## What is expected
A single figure is the whole answer: the number of lines in the records that contain "derive".

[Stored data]
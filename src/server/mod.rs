//! RTMP front end
//!
//! Terminates client RTMP, learns whether the client publishes or plays,
//! replays that on the backend picked for the stream and relays messages.

pub mod config;
pub mod listener;
pub mod session;

pub use config::RtmpConfig;
pub use listener::RtmpServer;
pub use session::{ClientRole, Identity, RtmpSession};
//! Backend media server records
//!
//! A [`BackendServer`] is what an SRS instance reports when it registers
//! itself with the proxy. The JSON field names are the ones SRS sends.

use std::fmt;
use std::time::{Instant, SystemTime, UNIX_EPOCH};

use serde::{Deserialize, Deserializer, Serialize};

use crate::error::{Error, Result};
use crate::stream_url::parse_listen_endpoint;

/// A registered backend media server
#[derive(Debug, Clone, Serialize, Deserialize)]
pub struct BackendServer {
    /// Routing identity and registry key
    #[serde(default)]
    pub ip: String,

    /// Operator-assigned device id
    #[serde(default, skip_serializing_if = "Option::is_none")]
    pub device_id: Option<String>,

    /// Stable across restarts
    #[serde(rename = "server", default)]
    pub server_id: String,

    /// Changes on every restart
    #[serde(rename = "service", default)]
    pub service_id: String,

    #[serde(default, deserialize_with = "string_or_number")]
    pub pid: String,

    #[serde(default)]
    pub rtmp: Vec<String>,
    #[serde(default)]
    pub http: Vec<String>,
    #[serde(default)]
    pub api: Vec<String>,
    #[serde(default)]
    pub srt: Vec<String>,
    #[serde(default)]
    pub rtc: Vec<String>,

    /// Last registration time, set by the registry
    #[serde(skip, default = "Instant::now")]
    pub updated_at: Instant,
}

impl BackendServer {
    /// Create a server record with the mandatory identity fields
    pub fn new(
        ip: impl Into<String>,
        server_id: impl Into<String>,
        service_id: impl Into<String>,
        pid: impl Into<String>,
    ) -> Self {
        Self {
            ip: ip.into(),
            device_id: None,
            server_id: server_id.into(),
            service_id: service_id.into(),
            pid: pid.into(),
            rtmp: Vec::new(),
            http: Vec::new(),
            api: Vec::new(),
            srt: Vec::new(),
            rtc: Vec::new(),
            updated_at: Instant::now(),
        }
    }

    /// Identity used for logging and dedup: `server:service:pid`
    pub fn id(&self) -> String {
        format!("{}:{}:{}", self.server_id, self.service_id, self.pid)
    }

    /// Reject registrations that cannot be routed to
    pub fn validate(&self) -> Result<()> {
        let missing = [
            ("ip", self.ip.is_empty()),
            ("server", self.server_id.is_empty()),
            ("service", self.service_id.is_empty()),
            ("pid", self.pid.is_empty()),
            ("rtmp", self.rtmp.is_empty()),
        ]
        .into_iter()
        .find(|(_, empty)| *empty);

        match missing {
            Some((field, _)) => Err(Error::Parse(format!("registration requires {field}"))),
            None => Ok(()),
        }
    }

    /// Port of the first RTMP listen endpoint
    pub fn rtmp_port(&self) -> Result<u16> {
        self.first_port(&self.rtmp, "rtmp")
    }

    /// Port of the first HTTP stream listen endpoint
    pub fn http_port(&self) -> Result<u16> {
        self.first_port(&self.http, "http stream")
    }

    /// Port of the first HTTP API listen endpoint
    pub fn api_port(&self) -> Result<u16> {
        self.first_port(&self.api, "http api")
    }

    /// Port of the first SRT listen endpoint
    pub fn srt_port(&self) -> Result<u16> {
        self.first_port(&self.srt, "srt")
    }

    /// Port of the first WebRTC UDP listen endpoint
    pub fn rtc_port(&self) -> Result<u16> {
        self.first_port(&self.rtc, "rtc")
    }

    /// Ports of every WebRTC UDP listen endpoint
    pub fn rtc_ports(&self) -> Result<Vec<u16>> {
        self.rtc
            .iter()
            .map(|ep| {
                parse_listen_endpoint(ep)
                    .map(|e| e.port)
                    .map_err(|_| Error::Configuration(format!("backend {} rtc endpoint {ep}", self)))
            })
            .collect()
    }

    fn first_port(&self, endpoints: &[String], what: &str) -> Result<u16> {
        let endpoint = endpoints
            .first()
            .ok_or_else(|| Error::Configuration(format!("backend {} has no {what} server", self)))?;
        parse_listen_endpoint(endpoint)
            .map(|e| e.port)
            .map_err(|_| Error::Configuration(format!("backend {} {what} endpoint {endpoint}", self)))
    }
}

impl fmt::Display for BackendServer {
    fn fmt(&self, f: &mut fmt::Formatter<'_>) -> fmt::Result {
        write!(f, "SRS ip={}, id={}", self.ip, self.id())?;
        if let Some(device) = &self.device_id {
            write!(f, ", device={device}")?;
        }
        Ok(())
    }
}

/// Short unique token for generated server ids
pub(crate) fn generate_id() -> String {
    let nanos = SystemTime::now()
        .duration_since(UNIX_EPOCH)
        .map(|d| d.as_nanos() as u64)
        .unwrap_or(0);
    format!("{:x}", nanos ^ ((std::process::id() as u64) << 32))
}

/// SRS sends `pid` as a string, older builds as a number
fn string_or_number<'de, D>(deserializer: D) -> std::result::Result<String, D::Error>
where
    D: Deserializer<'de>,
{
    #[derive(Deserialize)]
    #[serde(untagged)]
    enum Pid {
        Text(String),
        Number(u64),
    }

    Ok(match Pid::deserialize(deserializer)? {
        Pid::Text(s) => s,
        Pid::Number(n) => n.to_string(),
    })
}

## Output of the task
2